Unknown photographer. Frank Lloyd Wright. n.d. The Frank Lloyd Wright Foundation Archives (The Museum of Modern Art | Avery Architectural & Fine Arts Library, Columbia University, New York) © 2017 Frank Lloyd Wright Foundation, Scottsdale, AZ. All rights reserved.

 

Wright began his career as a draftsman in the firm of Adler & Sullivan, and an early drawing of the gate to the Wainwright Tomb in St. Louis, in Wright’s own hand, shows his mastery of Louis Sullivan’s intricate, curvilinear ornament. Wright’s elevation drawing of his design for the Milwaukee Public Library and Museum (1893), produced from his independent practice after leaving Adler & Sullivan, is a fairly straightforward rendering of a neoclassical design. However, a pair of drawings done slightly later by licensed architects working in Wright’s Oak Park studio show a growing awareness of the opportunities presented by architectural drawings beyond the studio. They also illustrate the evolution of the Wright studio style under the influence of the Japanese prints that Wright admired and collected.

 

Installation view of Frank Lloyd Wright at 150: Unpacking the Archive. The Museum of Modern Art, New York, June 12–October 01, 2017. © 2017 The Museum of Modern Art. Photo: Jonathan Muzikar

Installation view of Frank Lloyd Wright at 150: Unpacking the Archive. The Museum of Modern Art, New York, June 12–October 01, 2017. © 2017 The Museum of Modern Art. Photo: Jonathan Muzikar.
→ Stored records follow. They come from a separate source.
use std::time::Duration;

use relay_messaging::{ConfigError, TransportError};
use thiserror::Error;

/// Errors that can occur talking to a NATS server.
#[derive(Debug, Error)]
pub enum Error {
    /// Acknowledging a stream message failed.
    #[error("failed to acknowledge message: {0}")]
    Ack(String),

    /// Creating or updating a stream failed.
    #[error("failed to declare stream `{stream}`: {reason}")]
    AddStream {
        /// The stream name.
        stream: String,
        /// What the server said.
        reason: String,
    },

    /// The configuration does not describe a valid address.
    #[error(transparent)]
    Config(#[from] ConfigError),

    /// The server could not be reached.
    #[error("failed to connect: {0}")]
    Connect(async_nats::ConnectErrorKind),

    /// Creating or binding a durable consumer failed.
    #[error("failed to create consumer: {0}")]
    Consumer(async_nats::jetstream::stream::ConsumerErrorKind),

    /// Flushing pending messages on close failed.
    #[error("failed to flush connection: {0}")]
    Flush(String),

    /// Opening the message stream of a consumer failed.
    #[error("failed to read consumer messages: {0}")]
    Messages(async_nats::jetstream::consumer::StreamErrorKind),

    /// No stream captures the subject.
    #[error("no stream captures subject `{0}`")]
    NoStream(String),

    /// Publishing failed.
    #[error("failed to publish: {0}")]
    Publish(async_nats::client::PublishErrorKind),

    /// A request failed.
    #[error("request failed: {0}")]
    Request(async_nats::client::RequestErrorKind),

    /// Looking up a stream failed.
    #[error("failed to look up stream: {0}")]
    Stream(String),

    /// Appending to a stream failed.
    #[error("failed to append to stream: {0}")]
    StreamPublish(async_nats::jetstream::context::PublishErrorKind),

    /// Subscribing failed.
    #[error("failed to subscribe: {0}")]
    Subscribe(String),

    /// No reply arrived before the deadline.
    #[error("no reply within {0:?}")]
    TimedOut(Duration),
}

impl TransportError for Error {
    fn is_no_reply(&self) -> bool {
        matches!(
            self,
            Self::TimedOut(_)
                | Self::Request(
                    async_nats::client::RequestErrorKind::TimedOut
                        | async_nats::client::RequestErrorKind::NoResponders
                )
        )
    }
}
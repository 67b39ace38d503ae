use std::fmt::{Display, Formatter, Result as FmtResult};

use md5::{Digest, Md5};
use thiserror::Error;

/// A queue-group name is not usable.
#[derive(Clone, Debug, Error, PartialEq, Eq)]
#[error("invalid queue group `{0}`: must be non-empty and free of whitespace, '.', '*' and '>'")]
pub struct InvalidQueueGroup(pub String);

/// The name of a set of competing consumers.
///
/// Consumers in different processes that subscribe with the same name share
/// the messages instead of each receiving a copy. Names double as durable
/// consumer names on streams, hence the restricted alphabet.
#[derive(Clone, Debug, PartialEq, Eq, Hash, PartialOrd, Ord)]
pub struct QueueGroup(String);

impl QueueGroup {
    /// Uses an explicit name.
    ///
    /// # Errors
    ///
    /// Returns `InvalidQueueGroup` if the name is empty or contains whitespace,
    /// `.`, `*` or `>`.
    pub fn new(name: impl Into<String>) -> Result<Self, InvalidQueueGroup> {
        let name = name.into();

        if name.is_empty()
            || name
                .chars()
                .any(|c| c.is_whitespace() || matches!(c, '.' | '*' | '>'))
        {
            return Err(InvalidQueueGroup(name));
        }

        Ok(Self(name))
    }

    /// Derives the name from the subscribed subject.
    ///
    /// `queue_` followed by the hex encoding of the last four bytes of the MD5
    /// digest of the subject. Stable across processes and restarts.
    #[must_use]
    pub fn for_subject(subject: &str) -> Self {
        let digest = Md5::digest(subject.as_bytes());

        Self(format!("queue_{}", hex::encode(&digest[12..])))
    }

    /// The name.
    #[must_use]
    pub fn as_str(&self) -> &str {
        &self.0
    }
}

impl AsRef<str> for QueueGroup {
    fn as_ref(&self) -> &str {
        &self.0
    }
}

impl Display for QueueGroup {
    fn fmt(&self, f: &mut Formatter<'_>) -> FmtResult {
        f.write_str(&self.0)
    }
}

impl From<QueueGroup> for String {
    fn from(queue_group: QueueGroup) -> Self {
        queue_group.0
    }
}
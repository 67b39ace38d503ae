use std::collections::HashMap;

use bytes::Bytes;

/// Message headers. One value per header name.
pub type Headers = HashMap<String, String>;

/// A message as seen by interceptors, handlers and transports.
///
/// Interceptors take messages by value and hand back a (possibly rewritten)
/// message, so no two transforms ever share one.
#[derive(Clone, Debug, Default, PartialEq, Eq)]
pub struct Message {
    /// The routing key.
    pub subject: String,

    /// Opaque payload.
    pub payload: Bytes,

    /// Where a reply to this message should be sent, if anywhere.
    pub reply: Option<String>,

    /// Optional headers.
    pub headers: Option<Headers>,
}

impl Message {
    /// Creates a message without reply address or headers.
    pub fn new<S, P>(subject: S, payload: P) -> Self
    where
        S: Into<String>,
        P: Into<Bytes>,
    {
        Self {
            subject: subject.into(),
            payload: payload.into(),
            reply: None,
            headers: None,
        }
    }

    /// Sets the reply address.
    #[must_use]
    pub fn with_reply(mut self, reply: impl Into<String>) -> Self {
        self.reply = Some(reply.into());
        self
    }

    /// Sets a header, replacing any previous value under the same name.
    #[must_use]
    pub fn with_header(mut self, name: impl Into<String>, value: impl Into<String>) -> Self {
        self.insert_header(name, value);
        self
    }

    /// Sets a header in place.
    pub fn insert_header(&mut self, name: impl Into<String>, value: impl Into<String>) {
        self.headers
            .get_or_insert_with(HashMap::new)
            .insert(name.into(), value.into());
    }

    /// Looks up a header value.
    #[must_use]
    pub fn header(&self, name: &str) -> Option<&str> {
        self.headers
            .as_ref()
            .and_then(|headers| headers.get(name))
            .map(String::as_str)
    }
}
//! In-process implementation of the messaging transport.
//!
//! Subjects, queue groups, request-reply and durable streams behave like a
//! single broker node. Negative acknowledgments on stream deliveries redeliver
//! to the next member of the consumer, and every acknowledgment is counted so
//! tests can assert on them.
#![warn(missing_docs)]
#![warn(clippy::all)]
#![warn(clippy::pedantic)]
#![warn(clippy::nursery)]

mod delivery;
mod error;
mod hub;
mod transport;

/// Subject wildcard matching.
pub mod subject;

pub use delivery::MemoryDelivery;
pub use error::Error;
pub use transport::{MemoryOptions, MemoryTransport};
The rendering of the Thomas House by Birch Burdette Long and the perspective drawing of the DeRhodes House done by Marion Mahony—one of the first licensed women architects in the United States—show a dramatic use of negative space and dynamic framing that are clearly derived from Japanese printmaking. It is apparent that these renderings were intended to evoke an emotional response as much as they were intended to convey architectural information. The studio was using aesthetic tools to evoke feelings about Wright’s buildings and to contextualize his architecture within Western interpretations of Eastern traditions that bring built structures into harmony with landscape and nature. The drawings are visual representations of Wrightian concepts and show in an immediate and instinctive way what Wright sought to accomplish in his practice.

 

Comparing these drawings with a much later (1930) perspective and detail of the Larkin Building shows a marked change in the Wright Studio style of drawing. This difference reflects Wright’s changing motivation for promoting his practice and ideas. This Larkin detail is done in a spare, black-on-white style, devoid of the landscape elements in the earlier drawings that establish a setting and the foliage that indicates the natural world. Austere and self-consciously “modern,” this drawing and others like it evoke the International Style at a time when Wright attempted to both undermine architectural modernism and position himself as its avatar.

 

The even later series of drawings of Wright’s proposed Mile-High Illinois tower, proposed in 1956 at a separate stage in his career, are incredibly dramatic and likely useless as architectural elevations. Vertical in orientation, and done on overlong, narrow sheets of paper, these drawings position his needle-like tower rising above a tiny Chicago, like a redwood soaring over a forest of saplings. Their intent is to evoke in the viewer the sublimity of Wright’s grand expression of architectural power and position his mile-high tower as the epitome of forthright American optimism.

Installation view of Frank Lloyd Wright at 150: Unpacking the Archive. The Museum of Modern Art, New York, June 12–October 01, 2017. © 2017 The Museum of Modern Art. Photo: Jonathan Muzikar

Installation view of Frank Lloyd Wright at 150: Unpacking the Archive. The Museum of Modern Art, New York, June 12–October 01, 2017. © 2017 The Museum of Modern Art. Photo: Jonathan Muzikar.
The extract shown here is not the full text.